Lutte contre les spams et excès de zèle du FAI

spamsLe fournisseur d’accès à internet ne peut être seul juge de ce qui constitue ou non des spams. La société Free, pour lutter contre « les spams [qui] encombrent inutilement les réseaux de télécommunications et, par leur volume croissant, rendent plus difficile, ou plus coûteux, le maintien de la continuité et de la qualité de service que lui impose le Code des postes et communications électroniques », l’a appris à ses dépens.

La société Buzzee France exerce notamment une activité de gestion de courriers électroniques de masse pour ses clients.

La société Free, considérant que les courriers électroniques adressés par la société Buzzee France étaient des spams, a souhaité en interdire l’accès à ses clients, titulaires d’une adresse @free.fr. Elle a donc bloqué les courriers électroniques en provenance des serveurs de la société Buzzee France, identifiés par leur adresse IP, interdisant ainsi à la société Buzzee France d’adresser des courriers électroniques à toute personne disposant d’une adresse de courrier électronique @free.fr.

La société Buzzee France a alors assigné en référé la société Free, demandant :

  • qu’il soit ordonné au fournisseur d’accès à internet de procéder au déblocage des courriers électroniques en provenance de ses serveurs vers les titulaires d’une adresse @free.fr ;
  • une provision sur dommages et intérêts d’un montant de 50.000 euros.
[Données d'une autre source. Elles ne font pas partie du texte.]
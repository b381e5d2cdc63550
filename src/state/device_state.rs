// SPDX-License-Identifier: MPL-2.0
// This Source Code Form is subject to the terms of the Mozilla Public
// License, v. 2.0. If a copy of the MPL was not distributed with this
// file, You can obtain one at https://mozilla.org/MPL/2.0/.

//! Device state tracking.

use chrono::{DateTime, Utc};

use crate::types::{BatteryLevel, PowerState};

use super::StateChange;

/// Tracked state of a simulated device.
///
/// This struct maintains the current power state, battery level, and the
/// timestamp of the most recent activity. Unlike a real device observed over
/// a network, the simulation always knows its state, so no field is optional
/// except the activity timestamp (which is unset until the first power-on,
/// usage, or charge event).
///
/// # Examples
///
/// ```
/// use phonesim::state::DeviceState;
/// use phonesim::types::{BatteryLevel, PowerState};
///
/// let mut state = DeviceState::new(BatteryLevel::clamped(50));
/// assert_eq!(state.power(), PowerState::Off);
///
/// state.set_power(PowerState::On);
/// assert_eq!(state.power(), PowerState::On);
/// ```
#[derive(Debug, Clone, PartialEq, Eq, serde::Serialize, serde::Deserialize)]
pub struct DeviceState {
    /// Current power state.
    power: PowerState,
    /// Current battery level (0-100).
    battery: BatteryLevel,
    /// Timestamp of the most recent power-on, usage, or charge event.
    last_activity: Option<DateTime<Utc>>,
}

impl DeviceState {
    /// Creates a new state with the given battery level, powered off.
    #[must_use]
    pub const fn new(battery: BatteryLevel) -> Self {
        Self {
            power: PowerState::Off,
            battery,
            last_activity: None,
        }
    }

    /// Creates a new state with an explicit power state.
    #[must_use]
    pub const fn with_power(battery: BatteryLevel, power: PowerState) -> Self {
        Self {
            power,
            battery,
            last_activity: None,
        }
    }

    /// Gets the current power state.
    #[must_use]
    pub const fn power(&self) -> PowerState {
        self.power
    }

    /// Sets the power state.
    pub fn set_power(&mut self, power: PowerState) {
        self.power = power;
    }

    /// Returns `true` if the device is powered on.
    #[must_use]
    pub const fn is_on(&self) -> bool {
        self.power.is_on()
    }

    /// Gets the current battery level.
    #[must_use]
    pub const fn battery(&self) -> BatteryLevel {
        self.battery
    }

    /// Sets the battery level.
    pub fn set_battery(&mut self, level: BatteryLevel) {
        self.battery = level;
    }

    /// Gets the timestamp of the most recent activity, if any.
    #[must_use]
    pub const fn last_activity(&self) -> Option<DateTime<Utc>> {
        self.last_activity
    }

    /// Records an activity timestamp.
    pub fn set_last_activity(&mut self, at: DateTime<Utc>) {
        self.last_activity = Some(at);
    }

    /// Applies a state change and returns whether the state actually changed.
    ///
    /// # Returns
    ///
    /// Returns `true` if the state was modified, `false` if it was already
    /// at the target value.
    pub fn apply(&mut self, change: &StateChange) -> bool {
        match change {
            StateChange::Power(state) => {
                if self.power == *state {
                    false
                } else {
                    self.power = *state;
                    true
                }
            }
            StateChange::Battery(level) => {
                if self.battery == *level {
                    false
                } else {
                    self.battery = *level;
                    true
                }
            }
            StateChange::Activity(at) => {
                if self.last_activity == Some(*at) {
                    false
                } else {
                    self.last_activity = Some(*at);
                    true
                }
            }
            StateChange::Batch(changes) => {
                let mut any_changed = false;
                for c in changes {
                    if self.apply(c) {
                        any_changed = true;
                    }
                }
                any_changed
            }
        }
    }
}
#[cfg(test)]
mod tests {
    use std::sync::Arc;
    use std::sync::atomic::{AtomicUsize, Ordering};

    use super::*;

    fn iphone_at(battery: u8) -> Device {
        Device::builder("Apple", "iPhone X")
            .with_battery(BatteryLevel::clamped(battery))
            .build()
    }

    #[test]
    fn power_on_sets_state_and_activity() {
        let mut phone = iphone_at(50);
        assert!(phone.state().last_activity().is_none());

        phone.power_on();
        assert!(phone.state().is_on());
        assert!(phone.state().last_activity().is_some());
    }

    #[test]
    fn power_on_twice_refreshes_activity() {
        let mut phone = iphone_at(50);
        phone.power_on();
        let first = phone.state().last_activity().unwrap();

        phone.power_on();
        assert!(phone.state().is_on());
        assert!(phone.state().last_activity().unwrap() >= first);
    }

    #[test]
    fn power_off_keeps_activity_untouched() {
        let mut phone = iphone_at(50);
        phone.power_on();
        let active_at = phone.state().last_activity();

        phone.power_off();
        assert!(!phone.state().is_on());
        assert_eq!(phone.state().last_activity(), active_at);
    }

    #[test]
    fn use_drains_battery() {
        let mut phone = iphone_at(50);
        phone.power_on();

        let report = phone.use_for(Minutes::new(20));
        assert!(matches!(report, UsageReport::Used { remaining, .. } if remaining.value() == 30));
        assert_eq!(phone.state().battery().value(), 30);
        assert!(phone.state().is_on());
    }

    #[test]
    fn use_while_off_is_rejected_without_mutation() {
        let mut phone = iphone_at(50);

        let report = phone.use_for(Minutes::new(20));
        assert!(matches!(report, UsageReport::DeviceOff { .. }));
        assert_eq!(phone.state().battery().value(), 50);
        assert!(phone.state().last_activity().is_none());
    }

    #[test]
    fn use_with_empty_battery_is_rejected() {
        // Power on is allowed with an empty battery; only usage is guarded.
        let mut phone = iphone_at(0);
        phone.power_on();
        let active_at = phone.state().last_activity();

        let report = phone.use_for(Minutes::new(5));
        assert!(matches!(report, UsageReport::BatteryEmpty { .. }));
        assert!(phone.state().is_on());
        assert_eq!(phone.state().battery().value(), 0);
        assert_eq!(phone.state().last_activity(), active_at);
    }

    #[test]
    fn exact_depletion_powers_off() {
        let mut phone = iphone_at(50);
        phone.power_on();

        let report = phone.use_for(Minutes::new(50));
        assert!(report.is_depleted());
        assert!(!phone.state().is_on());
        assert_eq!(phone.state().battery().value(), 0);
    }

    #[test]
    fn overshoot_depletion_clamps_to_zero() {
        let mut phone = iphone_at(50);
        phone.power_on();

        let report = phone.use_for(Minutes::new(60));
        assert!(report.is_depleted());
        assert_eq!(phone.state().battery().value(), 0);
        assert!(!phone.state().is_on());
    }

    #[test]
    fn charge_raises_battery_and_keeps_power_state() {
        let mut phone = iphone_at(10);

        let report = phone.charge_for(Minutes::new(30));
        assert_eq!(report.level().value(), 40);
        assert_eq!(phone.state().battery().value(), 40);
        assert!(!phone.state().is_on());
        assert!(phone.state().last_activity().is_some());
    }

    #[test]
    fn charge_clamps_at_full() {
        let mut phone = iphone_at(90);
        phone.charge_for(Minutes::new(300));
        assert_eq!(phone.state().battery(), BatteryLevel::FULL);
    }

    #[test]
    fn charge_while_on_does_not_power_off() {
        let mut phone = iphone_at(50);
        phone.power_on();
        phone.charge_for(Minutes::new(10));
        assert!(phone.state().is_on());
    }

    #[test]
    fn power_observers_fire_only_on_change() {
        let mut phone = iphone_at(50);
        let count = Arc::new(AtomicUsize::new(0));

        let count_clone = Arc::clone(&count);
        phone.on_power_changed(move |_| {
            count_clone.fetch_add(1, Ordering::SeqCst);
        });

        phone.power_on();
        phone.power_on(); // redundant, no notification
        phone.power_off();
        assert_eq!(count.load(Ordering::SeqCst), 2);
    }

    #[test]
    fn depletion_observer_fires_once() {
        let mut phone = iphone_at(10);
        let count = Arc::new(AtomicUsize::new(0));

        let count_clone = Arc::clone(&count);
        phone.on_battery_depleted(move || {
            count_clone.fetch_add(1, Ordering::SeqCst);
        });

        phone.power_on();
        phone.use_for(Minutes::new(30));
        assert_eq!(count.load(Ordering::SeqCst), 1);

        // Using the empty device again must not re-trigger depletion.
        phone.power_on();
        phone.use_for(Minutes::new(5));
        assert_eq!(count.load(Ordering::SeqCst), 1);
    }

    #[test]
    fn battery_observer_sees_new_level() {
        let mut phone = iphone_at(50);
        let seen = Arc::new(parking_lot::RwLock::new(Vec::new()));

        let seen_clone = Arc::clone(&seen);
        phone.on_battery_changed(move |level| {
            seen_clone.write().push(level.value());
        });

        phone.power_on();
        phone.use_for(Minutes::new(20));
        phone.charge_for(Minutes::new(10));
        assert_eq!(*seen.read(), vec![30, 40]);
    }

    #[test]
    fn unsubscribed_observer_is_silent() {
        let mut phone = iphone_at(50);
        let count = Arc::new(AtomicUsize::new(0));

        let count_clone = Arc::clone(&count);
        let sub = phone.on_power_changed(move |_| {
            count_clone.fetch_add(1, Ordering::SeqCst);
        });

        assert!(phone.unsubscribe(sub));
        phone.power_on();
        assert_eq!(count.load(Ordering::SeqCst), 0);
    }

    #[test]
    fn status_reflects_current_state() {
        let mut phone = iphone_at(50);
        phone.power_on();
        phone.use_for(Minutes::new(20));

        let status = phone.status();
        assert_eq!(status.brand(), "Apple");
        assert_eq!(status.model(), "iPhone X");
        assert_eq!(status.battery().value(), 30);
        assert!(status.power().is_on());
        assert!(status.last_activity().is_some());
    }

    #[test]
    fn label_joins_brand_and_model() {
        let phone = iphone_at(50);
        assert_eq!(phone.label(), "Apple iPhone X");
    }
}
// SPDX-License-Identifier: MPL-2.0
// This Source Code Form is subject to the terms of the Mozilla Public
// License, v. 2.0. If a copy of the MPL was not distributed with this
// file, You can obtain one at https://mozilla.org/MPL/2.0/.

//! Report for power on/off operations.

use std::fmt;

use crate::types::PowerState;

/// Outcome of a [`power_on`](crate::Device::power_on) or
/// [`power_off`](crate::Device::power_off) operation.
///
/// # Examples
///
/// ```
/// use phonesim::{BatteryLevel, Device};
///
/// let mut phone = Device::builder("Apple", "iPhone X")
///     .with_battery(BatteryLevel::clamped(50))
///     .build();
///
/// let report = phone.power_on();
/// assert_eq!(report.to_string(), "Apple iPhone X is now turned on.");
/// ```
#[derive(Debug, Clone, PartialEq, Eq)]
pub struct PowerReport {
    label: String,
    state: PowerState,
}

impl PowerReport {
    /// Creates a new power report.
    #[must_use]
    pub fn new(label: impl Into<String>, state: PowerState) -> Self {
        Self {
            label: label.into(),
            state,
        }
    }

    /// Returns the device label (brand and model).
    #[must_use]
    pub fn label(&self) -> &str {
        &self.label
    }

    /// Returns the power state the device ended up in.
    #[must_use]
    pub const fn state(&self) -> PowerState {
        self.state
    }
}

impl fmt::Display for PowerReport {
    fn fmt(&self, f: &mut fmt::Formatter<'_>) -> fmt::Result {
        write!(f, "{} is now turned {}.", self.label, self.state)
    }
}
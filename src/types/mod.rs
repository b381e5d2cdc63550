// SPDX-License-Identifier: MPL-2.0
// This Source Code Form is subject to the terms of the Mozilla Public
// License, v. 2.0. If a copy of the MPL was not distributed with this
// file, You can obtain one at https://mozilla.org/MPL/2.0/.

//! Value types for the device simulation.
//!
//! This module provides type-safe representations of the values the
//! simulation manipulates. Each type ensures values are within their valid
//! ranges at construction time, preventing runtime errors.
//!
//! # Types
//!
//! - [`PowerState`] - On/Off state of a device
//! - [`BatteryLevel`] - Remaining charge (0-100%)
//! - [`Minutes`] - Duration of a usage or charging session

mod battery;
mod minutes;
mod power;

pub use battery::BatteryLevel;
pub use minutes::Minutes;
pub use power::PowerState;
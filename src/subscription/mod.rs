// SPDX-License-Identifier: MPL-2.0
// This Source Code Form is subject to the terms of the Mozilla Public
// License, v. 2.0. If a copy of the MPL was not distributed with this
// file, You can obtain one at https://mozilla.org/MPL/2.0/.

//! Subscription support for observing device state changes.
//!
//! Devices dispatch synchronous callbacks when their state actually moves:
//! a redundant power-on or a zero-effect charge does not notify anyone.
//!
//! # Examples
//!
//! ```
//! use phonesim::{BatteryLevel, Device, Minutes};
//!
//! let mut phone = Device::builder("Apple", "iPhone X")
//!     .with_battery(BatteryLevel::clamped(50))
//!     .build();
//!
//! let sub = phone.on_battery_changed(|level| {
//!     println!("battery now at {level}");
//! });
//!
//! phone.power_on();
//! phone.use_for(Minutes::new(10));
//!
//! phone.unsubscribe(sub);
//! ```

mod callback;

pub use callback::{CallbackRegistry, SubscriptionId};
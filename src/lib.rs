// SPDX-License-Identifier: MPL-2.0
// This Source Code Form is subject to the terms of the Mozilla Public
// License, v. 2.0. If a copy of the MPL was not distributed with this
// file, You can obtain one at https://mozilla.org/MPL/2.0/.

//! `PhoneSim` - A Rust library simulating a mobile phone's power and
//! battery state.
//!
//! The simulation models one device with a tiny state machine: turning it
//! on or off, draining battery while in use, and recharging. Operations
//! never fail; advisory conditions (using a powered-off device, using an
//! empty battery) come back as report variants whose `Display` rendering
//! is the console output.
//!
//! # Supported Features
//!
//! - **Power control**: Turn the device on/off, automatic power-off on
//!   battery depletion
//! - **Battery model**: Validated 0-100% level with saturating drain and
//!   charge arithmetic (one percent per minute)
//! - **Observers**: Synchronous callbacks for power, battery, and
//!   depletion changes
//! - **Scenarios**: Scripted operation sequences, including the built-in
//!   reference scenario
//!
//! # Quick Start
//!
//! ```
//! use phonesim::{BatteryLevel, Device, Minutes};
//!
//! let mut phone = Device::builder("Apple", "iPhone X")
//!     .with_battery(BatteryLevel::clamped(50))
//!     .build();
//!
//! let report = phone.power_on();
//! println!("{report}");
//!
//! phone.use_for(Minutes::new(20));
//! assert_eq!(phone.state().battery().value(), 30);
//! ```
//!
//! # Running the Reference Scenario
//!
//! ```
//! use phonesim::scenario::Scenario;
//!
//! let mut phone = Scenario::reference_device();
//! for report in Scenario::reference().run(&mut phone) {
//!     println!("{report}");
//! }
//!
//! assert!(!phone.state().is_on());
//! assert_eq!(phone.state().battery().value(), 30);
//! ```
//!
//! # Observing State Changes
//!
//! ```
//! use phonesim::{BatteryLevel, Device, Minutes};
//!
//! let mut phone = Device::builder("Apple", "iPhone X")
//!     .with_battery(BatteryLevel::clamped(50))
//!     .build();
//!
//! phone.on_battery_changed(|level| {
//!     if level.is_low() {
//!         eprintln!("battery is getting low: {level}");
//!     }
//! });
//!
//! phone.power_on();
//! phone.use_for(Minutes::new(35));
//! ```

pub mod device;
pub mod error;
pub mod report;
pub mod scenario;
pub mod state;
pub mod subscription;
pub mod types;

pub use device::{Device, DeviceBuilder, DeviceId};
pub use error::{Error, Result, ValueError};
pub use report::{ChargeReport, PowerReport, StatusReport, UsageReport};
pub use scenario::{Report, Scenario, Step};
pub use state::{DeviceState, StateChange};
pub use subscription::{CallbackRegistry, SubscriptionId};
pub use types::{BatteryLevel, Minutes, PowerState};
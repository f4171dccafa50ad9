use async_trait::async_trait;
use shared::protocol::{ChatResponse, UploadResponse};

pub mod config;
pub mod conversation;
pub mod error;
pub mod orchestrator;
pub mod pdf;
pub mod registry;
pub mod transport;
pub mod viewer;

pub use config::{load_settings, Settings};
pub use conversation::{Conversation, QueryTicket, FALLBACK_ANSWER};
pub use error::{ClientError, RequestKind, TransportError};
pub use orchestrator::{AppEvent, AppSnapshot, Notice, NoticeKind, Orchestrator};
pub use registry::{Confirmation, DocumentRegistry, DocumentUpload};
pub use transport::HttpDocumentService;
pub use viewer::{GenerationToken, PendingLoad, ViewerState};

/// The backend contract: document registry, question answering and raw
/// document bytes for rendering.
#[async_trait]
pub trait DocumentService: Send + Sync {
    async fn list_documents(&self) -> Result<Vec<String>, ClientError>;
    /// Returns the backend's indexing receipt when the response carried one.
    async fn upload(&self, upload: DocumentUpload) -> Result<Option<UploadResponse>, ClientError>;
    async fn remove(&self, filename: &str) -> Result<(), ClientError>;
    async fn ask(&self, question: &str) -> Result<ChatResponse, ClientError>;
    async fn fetch_document(&self, filename: &str) -> Result<Vec<u8>, ClientError>;
}
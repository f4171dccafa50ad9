//! Error taxonomy for the client core.

use std::fmt;

use thiserror::Error;

/// Command categories guarded by an in-flight flag.
#[derive(Debug, Clone, Copy, PartialEq, Eq)]
pub enum RequestKind {
    Upload,
    Delete,
    Query,
}

impl fmt::Display for RequestKind {
    fn fmt(&self, f: &mut fmt::Formatter<'_>) -> fmt::Result {
        let name = match self {
            Self::Upload => "upload",
            Self::Delete => "delete",
            Self::Query => "query",
        };
        f.write_str(name)
    }
}

#[derive(Debug, Error)]
pub enum TransportError {
    #[error("backend unreachable: {0}")]
    Unreachable(String),
    #[error("request timed out")]
    Timeout,
    #[error("backend returned {status}: {message}")]
    Status { status: u16, message: String },
    #[error("malformed response: {0}")]
    Malformed(String),
}

impl From<reqwest::Error> for TransportError {
    fn from(err: reqwest::Error) -> Self {
        if err.is_timeout() {
            Self::Timeout
        } else if err.is_decode() {
            Self::Malformed(err.to_string())
        } else if let Some(status) = err.status() {
            Self::Status {
                status: status.as_u16(),
                message: err.to_string(),
            }
        } else {
            Self::Unreachable(err.to_string())
        }
    }
}

#[derive(Debug, Error)]
pub enum ClientError {
    #[error(transparent)]
    Transport(#[from] TransportError),
    #[error("invalid input: {0}")]
    Validation(String),
    #[error("{0} already in flight")]
    Busy(RequestKind),
    #[error("deleting {0} requires confirmation")]
    Unconfirmed(String),
    #[error("unreadable document: {0}")]
    Document(String),
    #[error("background task failed: {0}")]
    Task(String),
    #[error("stale document load for generation {received} (current {current})")]
    StaleResponse { received: u64, current: u64 },
}

impl ClientError {
    pub fn validation(message: impl Into<String>) -> Self {
        Self::Validation(message.into())
    }
}

impl From<reqwest::Error> for ClientError {
    fn from(err: reqwest::Error) -> Self {
        Self::Transport(err.into())
    }
}
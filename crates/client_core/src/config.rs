use std::{fs, path::Path, time::Duration};

use anyhow::{bail, Context};
use serde::Deserialize;
use url::Url;

pub const DEFAULT_API_URL: &str = "http://localhost:8000";
pub const DEFAULT_REQUEST_TIMEOUT_SECS: u64 = 300;
pub const SETTINGS_FILE: &str = "ragvault.toml";

#[derive(Debug, Clone, PartialEq, Eq)]
pub struct Settings {
    pub api_url: Url,
    /// Zero disables the per-request timeout.
    pub request_timeout_secs: u64,
}

impl Default for Settings {
    fn default() -> Self {
        Self {
            api_url: Url::parse(DEFAULT_API_URL).expect("default api url is valid"),
            request_timeout_secs: DEFAULT_REQUEST_TIMEOUT_SECS,
        }
    }
}

impl Settings {
    pub fn request_timeout(&self) -> Option<Duration> {
        (self.request_timeout_secs > 0).then(|| Duration::from_secs(self.request_timeout_secs))
    }

    pub fn with_api_url(mut self, raw: &str) -> anyhow::Result<Self> {
        self.api_url = parse_api_url(raw)?;
        Ok(self)
    }
}

#[derive(Debug, Default, Deserialize)]
#[serde(deny_unknown_fields)]
struct FileSettings {
    api_url: Option<String>,
    request_timeout_secs: Option<u64>,
}

pub fn parse_api_url(raw: &str) -> anyhow::Result<Url> {
    let raw = raw.trim();
    let url = Url::parse(raw).with_context(|| format!("invalid api url '{raw}'"))?;
    if !matches!(url.scheme(), "http" | "https") {
        bail!("api url '{raw}' must use http or https");
    }
    Ok(url)
}

/// Defaults, then `ragvault.toml`, then `RAGVAULT_*` environment variables.
pub fn load_settings() -> anyhow::Result<Settings> {
    load_settings_with(Path::new(SETTINGS_FILE), |key| std::env::var(key).ok())
}

pub fn load_settings_with(
    path: &Path,
    env: impl Fn(&str) -> Option<String>,
) -> anyhow::Result<Settings> {
    let mut settings = Settings::default();

    if path.exists() {
        let raw = fs::read_to_string(path)
            .with_context(|| format!("failed to read {}", path.display()))?;
        let file_cfg: FileSettings =
            toml::from_str(&raw).with_context(|| format!("failed to parse {}", path.display()))?;
        if let Some(v) = file_cfg.api_url {
            settings.api_url = parse_api_url(&v)?;
        }
        if let Some(v) = file_cfg.request_timeout_secs {
            settings.request_timeout_secs = v;
        }
    }

    if let Some(v) = env("RAGVAULT_API_URL") {
        settings.api_url = parse_api_url(&v)?;
    }
    if let Some(v) = env("RAGVAULT_REQUEST_TIMEOUT_SECS") {
        settings.request_timeout_secs = v
            .trim()
            .parse()
            .with_context(|| format!("RAGVAULT_REQUEST_TIMEOUT_SECS must be an integer, got '{v}'"))?;
    }

    Ok(settings)
}

#[cfg(test)]
#[path = "tests/config_tests.rs"]
mod tests;
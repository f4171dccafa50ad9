//! Commands typed at the prompt.

use std::path::PathBuf;

#[derive(Debug, Clone, PartialEq, Eq)]
pub enum Command {
    Files,
    Upload { path: PathBuf },
    Delete { filename: String },
    Ask { question: String },
    /// Without an index, reopens the last source.
    Open { turn: Option<usize> },
    Close,
    NextPage,
    PrevPage,
    ZoomIn,
    ZoomOut,
    History,
    Viewer,
    Help,
    Quit,
}

pub const HELP: &str = "\
commands:
  files                 refresh and list indexed documents
  upload <path>         upload and index a document
  delete <name>         delete a document (asks for confirmation)
  ask <question>        ask a question (plain text works too)
  open [turn]           open the citation of an answer, or reopen the last source
  next | prev           page through the open document
  zoom+ | zoom-         zoom the open document
  close                 close the viewer
  history               print the transcript
  viewer                print the viewer state
  quit";

fn required<'a>(verb: &str, rest: &'a str) -> Result<&'a str, String> {
    if rest.is_empty() {
        Err(format!("usage: {verb} <argument>"))
    } else {
        Ok(rest)
    }
}

/// Parses one input line; `Ok(None)` for blank lines.
pub fn parse_command(line: &str) -> Result<Option<Command>, String> {
    let line = line.trim();
    if line.is_empty() {
        return Ok(None);
    }
    let (verb, rest) = match line.split_once(char::is_whitespace) {
        Some((verb, rest)) => (verb, rest.trim()),
        None => (line, ""),
    };

    let command = match verb.to_ascii_lowercase().as_str() {
        "files" | "ls" => Command::Files,
        "upload" => Command::Upload {
            path: PathBuf::from(required(verb, rest)?),
        },
        "delete" | "rm" => Command::Delete {
            filename: required(verb, rest)?.to_string(),
        },
        "ask" => Command::Ask {
            question: required(verb, rest)?.to_string(),
        },
        "open" => {
            let turn = if rest.is_empty() {
                None
            } else {
                Some(
                    rest.parse()
                        .map_err(|_| format!("open expects a turn number, got '{rest}'"))?,
                )
            };
            Command::Open { turn }
        }
        "close" => Command::Close,
        "next" => Command::NextPage,
        "prev" => Command::PrevPage,
        "zoom+" | "zoom-in" => Command::ZoomIn,
        "zoom-" | "zoom-out" => Command::ZoomOut,
        "history" => Command::History,
        "viewer" => Command::Viewer,
        "help" | "?" => Command::Help,
        "quit" | "exit" => Command::Quit,
        _ => Command::Ask {
            question: line.to_string(),
        },
    };
    Ok(Some(command))
}

#[cfg(test)]
mod tests {
    use super::*;

    #[test]
    fn blank_lines_are_ignored() {
        assert_eq!(parse_command("   "), Ok(None));
    }

    #[test]
    fn parses_arguments_after_the_verb() {
        assert_eq!(
            parse_command("upload  ./docs/my report.pdf "),
            Ok(Some(Command::Upload {
                path: PathBuf::from("./docs/my report.pdf")
            }))
        );
        assert_eq!(
            parse_command("delete a.pdf"),
            Ok(Some(Command::Delete {
                filename: "a.pdf".to_string()
            }))
        );
        assert_eq!(
            parse_command("open 3"),
            Ok(Some(Command::Open { turn: Some(3) }))
        );
        assert_eq!(parse_command("open"), Ok(Some(Command::Open { turn: None })));
    }

    #[test]
    fn free_text_is_a_question() {
        assert_eq!(
            parse_command("What is X?"),
            Ok(Some(Command::Ask {
                question: "What is X?".to_string()
            }))
        );
    }

    #[test]
    fn missing_arguments_are_reported() {
        assert!(parse_command("upload").is_err());
        assert!(parse_command("delete").is_err());
        assert!(parse_command("open two").is_err());
    }
}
La société Free justifiait son comportement et le blocage des courriers électroniques émanant de la société Buzzee France par la nécessité de lutter contre les spams, en expliquant que :

  • « d’une part, un certain nombre de prestataires spécialisés identifient Buzzee comme une société envoyant des spams;
  • d’autre part, Buzzee s’adresse nécessairement aussi à des particuliers puisque ses conditions générales de vente parlent de « commandes reçues … qu’elles émanent de professionnels, de commerçants de sociétés ou de particuliers » et que les adresses de type …. @free.fr sont des adresses de particuliers puisqu’en général les entreprises ont un nom de domaine propre ; que s’agissant des destinataires personnes physiques, les courriels adressés par Buzzee, notamment pour des campagnes de prospection commerciale, ne satisfont pas aux dispositions de l’article L34-5 du code de la poste et des communications électroniques destinées à protéger la vie privée des utilisateurs de réseaux et services de communication électroniques » ;
  • enfin, « les spams encombrent inutilement les réseaux de télécommunications et, par leur volume croissant, rendent plus difficile, ou plus coûteux, le maintien de la continuité et de la qualité de service que lui impose le code des postes et communications électroniques ».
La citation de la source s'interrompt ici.